:: Listed entries

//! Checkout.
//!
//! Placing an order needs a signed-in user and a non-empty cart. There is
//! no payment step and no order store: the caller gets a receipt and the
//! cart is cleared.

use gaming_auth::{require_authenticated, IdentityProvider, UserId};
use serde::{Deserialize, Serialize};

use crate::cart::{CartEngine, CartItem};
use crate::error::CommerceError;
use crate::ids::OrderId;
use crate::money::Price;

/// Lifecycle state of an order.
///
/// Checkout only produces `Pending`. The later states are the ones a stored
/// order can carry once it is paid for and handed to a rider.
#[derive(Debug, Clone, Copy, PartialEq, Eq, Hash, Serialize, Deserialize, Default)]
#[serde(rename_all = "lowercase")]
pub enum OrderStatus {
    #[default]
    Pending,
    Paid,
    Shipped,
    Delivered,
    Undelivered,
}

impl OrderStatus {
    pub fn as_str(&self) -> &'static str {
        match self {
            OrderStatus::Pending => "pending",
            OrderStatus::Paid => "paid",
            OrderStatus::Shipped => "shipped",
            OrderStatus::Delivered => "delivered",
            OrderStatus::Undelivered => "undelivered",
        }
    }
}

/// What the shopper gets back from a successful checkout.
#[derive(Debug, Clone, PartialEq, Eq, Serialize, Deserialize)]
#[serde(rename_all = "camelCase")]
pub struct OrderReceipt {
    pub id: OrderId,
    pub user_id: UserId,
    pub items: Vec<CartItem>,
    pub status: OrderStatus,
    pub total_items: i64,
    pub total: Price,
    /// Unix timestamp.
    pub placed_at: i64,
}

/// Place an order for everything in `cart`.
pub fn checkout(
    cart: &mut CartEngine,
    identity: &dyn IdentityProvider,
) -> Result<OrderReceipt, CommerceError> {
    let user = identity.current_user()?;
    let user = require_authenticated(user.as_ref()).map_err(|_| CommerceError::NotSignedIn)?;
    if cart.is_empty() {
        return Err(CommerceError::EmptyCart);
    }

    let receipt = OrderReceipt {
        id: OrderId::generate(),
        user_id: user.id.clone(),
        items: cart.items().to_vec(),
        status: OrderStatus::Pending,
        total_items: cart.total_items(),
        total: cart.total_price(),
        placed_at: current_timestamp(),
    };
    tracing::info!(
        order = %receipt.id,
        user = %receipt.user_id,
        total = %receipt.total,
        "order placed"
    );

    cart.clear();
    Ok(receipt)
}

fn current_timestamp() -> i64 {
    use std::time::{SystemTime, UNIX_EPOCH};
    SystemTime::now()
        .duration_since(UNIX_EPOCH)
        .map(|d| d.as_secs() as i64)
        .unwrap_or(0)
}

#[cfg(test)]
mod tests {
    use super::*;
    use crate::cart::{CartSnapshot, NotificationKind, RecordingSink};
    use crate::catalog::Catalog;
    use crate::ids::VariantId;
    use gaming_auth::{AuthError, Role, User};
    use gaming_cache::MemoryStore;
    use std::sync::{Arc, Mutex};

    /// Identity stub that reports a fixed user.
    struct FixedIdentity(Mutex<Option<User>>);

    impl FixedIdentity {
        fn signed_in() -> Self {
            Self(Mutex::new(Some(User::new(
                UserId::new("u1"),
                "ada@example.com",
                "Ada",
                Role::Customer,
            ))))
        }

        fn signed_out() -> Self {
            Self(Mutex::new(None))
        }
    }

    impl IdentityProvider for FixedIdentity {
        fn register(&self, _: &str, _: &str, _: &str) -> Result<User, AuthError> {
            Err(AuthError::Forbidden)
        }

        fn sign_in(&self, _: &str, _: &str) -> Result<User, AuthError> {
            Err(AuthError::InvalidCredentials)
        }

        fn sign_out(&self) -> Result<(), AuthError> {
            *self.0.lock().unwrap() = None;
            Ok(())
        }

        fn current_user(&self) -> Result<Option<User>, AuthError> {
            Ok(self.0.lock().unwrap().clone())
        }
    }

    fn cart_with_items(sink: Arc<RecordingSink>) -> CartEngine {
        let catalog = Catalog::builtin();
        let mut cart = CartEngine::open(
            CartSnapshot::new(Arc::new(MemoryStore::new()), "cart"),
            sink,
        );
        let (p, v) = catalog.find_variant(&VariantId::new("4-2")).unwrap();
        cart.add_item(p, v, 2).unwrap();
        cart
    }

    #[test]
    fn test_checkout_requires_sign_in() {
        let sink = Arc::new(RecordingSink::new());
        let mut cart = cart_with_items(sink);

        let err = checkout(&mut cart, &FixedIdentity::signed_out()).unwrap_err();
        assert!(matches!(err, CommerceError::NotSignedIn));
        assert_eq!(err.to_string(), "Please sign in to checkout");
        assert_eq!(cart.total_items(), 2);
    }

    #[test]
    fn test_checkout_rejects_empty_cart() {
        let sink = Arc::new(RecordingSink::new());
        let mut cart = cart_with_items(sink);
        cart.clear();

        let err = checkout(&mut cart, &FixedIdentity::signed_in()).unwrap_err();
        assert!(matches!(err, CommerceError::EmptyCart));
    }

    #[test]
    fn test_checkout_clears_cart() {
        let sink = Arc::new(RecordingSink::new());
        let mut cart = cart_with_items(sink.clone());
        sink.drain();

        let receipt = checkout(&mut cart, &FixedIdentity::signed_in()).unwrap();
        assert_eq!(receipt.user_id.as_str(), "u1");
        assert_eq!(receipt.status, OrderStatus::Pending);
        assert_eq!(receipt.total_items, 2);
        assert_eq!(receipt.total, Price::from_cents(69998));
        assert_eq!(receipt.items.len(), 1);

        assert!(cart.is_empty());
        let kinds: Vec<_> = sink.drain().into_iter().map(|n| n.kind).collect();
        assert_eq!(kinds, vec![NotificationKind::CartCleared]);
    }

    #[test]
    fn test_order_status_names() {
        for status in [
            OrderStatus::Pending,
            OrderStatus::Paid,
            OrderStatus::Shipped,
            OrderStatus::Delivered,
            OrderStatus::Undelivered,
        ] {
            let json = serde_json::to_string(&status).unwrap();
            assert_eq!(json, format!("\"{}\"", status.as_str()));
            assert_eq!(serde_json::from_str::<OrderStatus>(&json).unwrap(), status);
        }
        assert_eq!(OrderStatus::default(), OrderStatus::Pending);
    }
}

::::
:: Listed entries

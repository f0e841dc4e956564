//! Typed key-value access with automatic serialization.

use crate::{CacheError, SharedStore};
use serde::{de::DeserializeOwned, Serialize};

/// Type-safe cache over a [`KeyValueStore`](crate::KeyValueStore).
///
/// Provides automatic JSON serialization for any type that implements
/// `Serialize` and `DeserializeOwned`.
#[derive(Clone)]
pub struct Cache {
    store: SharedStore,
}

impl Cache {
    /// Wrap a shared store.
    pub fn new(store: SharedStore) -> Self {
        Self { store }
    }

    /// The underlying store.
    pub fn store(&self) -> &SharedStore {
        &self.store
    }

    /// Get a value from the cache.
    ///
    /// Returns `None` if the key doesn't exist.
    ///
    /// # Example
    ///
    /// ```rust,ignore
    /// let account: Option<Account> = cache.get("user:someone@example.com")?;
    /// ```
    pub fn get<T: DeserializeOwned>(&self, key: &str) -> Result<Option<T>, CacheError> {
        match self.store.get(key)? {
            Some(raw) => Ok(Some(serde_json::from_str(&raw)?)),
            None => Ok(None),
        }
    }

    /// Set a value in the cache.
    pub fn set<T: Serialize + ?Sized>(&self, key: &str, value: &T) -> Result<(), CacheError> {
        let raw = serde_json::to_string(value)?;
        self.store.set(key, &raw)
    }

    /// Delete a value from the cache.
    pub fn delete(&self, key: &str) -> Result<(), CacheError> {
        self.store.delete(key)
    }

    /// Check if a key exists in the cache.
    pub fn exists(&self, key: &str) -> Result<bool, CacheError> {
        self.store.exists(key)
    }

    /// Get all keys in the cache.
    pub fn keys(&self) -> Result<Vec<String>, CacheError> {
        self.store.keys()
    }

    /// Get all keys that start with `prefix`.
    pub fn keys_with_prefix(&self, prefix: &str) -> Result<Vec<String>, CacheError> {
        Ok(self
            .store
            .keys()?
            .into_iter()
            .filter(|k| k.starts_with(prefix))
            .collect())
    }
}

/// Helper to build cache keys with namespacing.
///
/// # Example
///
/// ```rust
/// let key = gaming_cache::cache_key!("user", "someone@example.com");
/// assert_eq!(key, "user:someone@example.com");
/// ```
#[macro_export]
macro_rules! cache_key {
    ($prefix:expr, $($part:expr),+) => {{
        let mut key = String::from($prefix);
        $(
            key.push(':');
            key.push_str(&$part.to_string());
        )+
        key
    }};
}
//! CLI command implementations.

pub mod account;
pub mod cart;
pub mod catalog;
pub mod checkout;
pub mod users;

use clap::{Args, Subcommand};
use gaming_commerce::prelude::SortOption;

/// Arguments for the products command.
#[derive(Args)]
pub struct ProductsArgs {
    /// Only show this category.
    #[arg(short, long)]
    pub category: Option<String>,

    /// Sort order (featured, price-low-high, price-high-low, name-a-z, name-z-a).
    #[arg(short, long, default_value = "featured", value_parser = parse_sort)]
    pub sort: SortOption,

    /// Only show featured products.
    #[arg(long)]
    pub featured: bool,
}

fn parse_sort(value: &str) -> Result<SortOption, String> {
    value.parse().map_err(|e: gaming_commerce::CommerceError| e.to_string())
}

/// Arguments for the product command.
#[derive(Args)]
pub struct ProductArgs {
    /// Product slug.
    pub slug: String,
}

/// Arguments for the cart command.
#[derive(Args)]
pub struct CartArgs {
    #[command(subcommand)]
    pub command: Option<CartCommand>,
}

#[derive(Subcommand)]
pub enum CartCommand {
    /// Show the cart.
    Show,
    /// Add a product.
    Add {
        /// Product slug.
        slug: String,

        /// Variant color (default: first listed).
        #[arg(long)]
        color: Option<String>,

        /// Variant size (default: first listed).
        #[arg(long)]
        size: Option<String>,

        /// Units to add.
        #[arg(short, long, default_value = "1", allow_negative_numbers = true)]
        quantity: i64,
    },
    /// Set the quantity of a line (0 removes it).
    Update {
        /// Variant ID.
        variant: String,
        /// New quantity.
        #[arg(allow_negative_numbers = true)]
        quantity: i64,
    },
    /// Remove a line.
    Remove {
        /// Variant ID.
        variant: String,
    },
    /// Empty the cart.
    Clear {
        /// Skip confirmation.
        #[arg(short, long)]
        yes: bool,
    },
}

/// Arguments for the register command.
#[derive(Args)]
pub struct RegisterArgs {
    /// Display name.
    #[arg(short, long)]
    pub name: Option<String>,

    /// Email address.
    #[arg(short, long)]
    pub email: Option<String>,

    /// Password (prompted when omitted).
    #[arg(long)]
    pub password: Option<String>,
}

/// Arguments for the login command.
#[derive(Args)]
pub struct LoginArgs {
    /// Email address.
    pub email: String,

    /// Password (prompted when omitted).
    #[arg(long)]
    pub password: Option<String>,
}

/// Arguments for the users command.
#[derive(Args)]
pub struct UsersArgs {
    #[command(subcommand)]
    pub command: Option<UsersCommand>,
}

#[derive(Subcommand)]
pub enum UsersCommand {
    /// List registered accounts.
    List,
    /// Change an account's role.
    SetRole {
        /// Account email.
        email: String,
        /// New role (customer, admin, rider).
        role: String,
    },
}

::::
:: Listed entries

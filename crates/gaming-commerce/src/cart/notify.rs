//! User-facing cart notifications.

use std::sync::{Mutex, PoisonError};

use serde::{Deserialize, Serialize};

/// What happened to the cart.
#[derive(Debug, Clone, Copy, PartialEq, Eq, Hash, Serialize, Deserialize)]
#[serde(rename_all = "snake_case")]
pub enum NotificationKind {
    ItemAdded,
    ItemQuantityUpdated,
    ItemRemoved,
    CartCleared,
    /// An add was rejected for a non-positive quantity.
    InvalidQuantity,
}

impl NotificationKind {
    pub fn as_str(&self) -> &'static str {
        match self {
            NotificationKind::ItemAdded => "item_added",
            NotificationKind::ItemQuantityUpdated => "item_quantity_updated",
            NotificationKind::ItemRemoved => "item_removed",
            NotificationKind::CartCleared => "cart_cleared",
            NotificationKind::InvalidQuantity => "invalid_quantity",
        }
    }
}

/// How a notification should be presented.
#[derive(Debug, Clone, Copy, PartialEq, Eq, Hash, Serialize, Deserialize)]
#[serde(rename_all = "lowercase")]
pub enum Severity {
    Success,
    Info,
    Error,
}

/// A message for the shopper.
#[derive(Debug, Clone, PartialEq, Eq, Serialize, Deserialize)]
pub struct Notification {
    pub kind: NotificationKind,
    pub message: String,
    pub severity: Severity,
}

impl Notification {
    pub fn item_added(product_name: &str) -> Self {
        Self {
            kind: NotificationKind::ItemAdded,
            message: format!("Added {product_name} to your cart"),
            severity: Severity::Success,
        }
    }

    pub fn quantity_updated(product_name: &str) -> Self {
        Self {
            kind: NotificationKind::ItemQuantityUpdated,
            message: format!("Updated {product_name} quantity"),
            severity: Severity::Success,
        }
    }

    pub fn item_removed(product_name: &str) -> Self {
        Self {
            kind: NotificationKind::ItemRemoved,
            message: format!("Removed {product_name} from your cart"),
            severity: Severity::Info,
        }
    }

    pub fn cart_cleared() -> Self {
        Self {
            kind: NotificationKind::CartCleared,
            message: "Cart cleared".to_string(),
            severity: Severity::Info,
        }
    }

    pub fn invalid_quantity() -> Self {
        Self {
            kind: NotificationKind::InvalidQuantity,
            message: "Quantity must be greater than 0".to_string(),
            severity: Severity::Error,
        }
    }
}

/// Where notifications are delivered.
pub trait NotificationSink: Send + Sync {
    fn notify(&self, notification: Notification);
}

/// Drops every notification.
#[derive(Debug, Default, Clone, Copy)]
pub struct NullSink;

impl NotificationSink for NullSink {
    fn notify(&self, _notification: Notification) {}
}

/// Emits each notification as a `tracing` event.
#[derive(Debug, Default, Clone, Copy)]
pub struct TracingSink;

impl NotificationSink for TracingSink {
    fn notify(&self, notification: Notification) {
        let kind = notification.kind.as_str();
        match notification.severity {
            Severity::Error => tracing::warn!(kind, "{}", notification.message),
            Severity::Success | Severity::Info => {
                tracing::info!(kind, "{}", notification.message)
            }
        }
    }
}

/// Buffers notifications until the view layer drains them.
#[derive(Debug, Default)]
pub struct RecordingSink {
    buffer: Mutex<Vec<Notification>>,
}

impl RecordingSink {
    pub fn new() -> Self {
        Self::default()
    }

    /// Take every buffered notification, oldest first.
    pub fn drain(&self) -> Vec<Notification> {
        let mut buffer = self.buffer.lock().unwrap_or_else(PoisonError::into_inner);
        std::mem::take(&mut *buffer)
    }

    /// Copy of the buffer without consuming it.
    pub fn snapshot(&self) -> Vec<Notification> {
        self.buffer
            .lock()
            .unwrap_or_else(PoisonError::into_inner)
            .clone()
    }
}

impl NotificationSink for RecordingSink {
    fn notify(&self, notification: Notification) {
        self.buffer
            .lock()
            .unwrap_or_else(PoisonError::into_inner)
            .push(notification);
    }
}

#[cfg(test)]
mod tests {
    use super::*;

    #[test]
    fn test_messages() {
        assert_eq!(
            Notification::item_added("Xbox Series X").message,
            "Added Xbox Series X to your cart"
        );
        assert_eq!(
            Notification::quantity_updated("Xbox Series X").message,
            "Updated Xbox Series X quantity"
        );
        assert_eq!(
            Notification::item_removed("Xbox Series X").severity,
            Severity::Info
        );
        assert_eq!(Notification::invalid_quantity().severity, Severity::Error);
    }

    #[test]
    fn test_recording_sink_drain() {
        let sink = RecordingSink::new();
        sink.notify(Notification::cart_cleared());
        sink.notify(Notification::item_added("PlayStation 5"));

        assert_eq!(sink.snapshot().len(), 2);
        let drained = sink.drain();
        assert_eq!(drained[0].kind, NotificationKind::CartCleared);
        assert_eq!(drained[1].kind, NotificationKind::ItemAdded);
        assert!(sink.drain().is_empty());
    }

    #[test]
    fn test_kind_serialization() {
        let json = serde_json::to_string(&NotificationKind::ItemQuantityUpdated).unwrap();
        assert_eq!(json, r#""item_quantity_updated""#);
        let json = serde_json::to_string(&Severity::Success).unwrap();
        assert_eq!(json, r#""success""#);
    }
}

::::

What you are asked to do ▸
Would you retype the lines above from the one with "pub fn set<T: Serialize" down to the one with "all keys that", word for word, both ends included and no other lines?

Problem solution ▸
    pub fn set<T: Serialize + ?Sized>(&self, key: &str, value: &T) -> Result<(), CacheError> {
        let raw = serde_json::to_string(value)?;
        self.store.set(key, &raw)
    }

    /// Delete a value from the cache.
    pub fn delete(&self, key: &str) -> Result<(), CacheError> {
        self.store.delete(key)
    }

    /// Check if a key exists in the cache.
    pub fn exists(&self, key: &str) -> Result<bool, CacheError> {
        self.store.exists(key)
    }

    /// Get all keys in the cache.
    pub fn keys(&self) -> Result<Vec<String>, CacheError> {
        self.store.keys()
    }

    /// Get all keys that start with `prefix`.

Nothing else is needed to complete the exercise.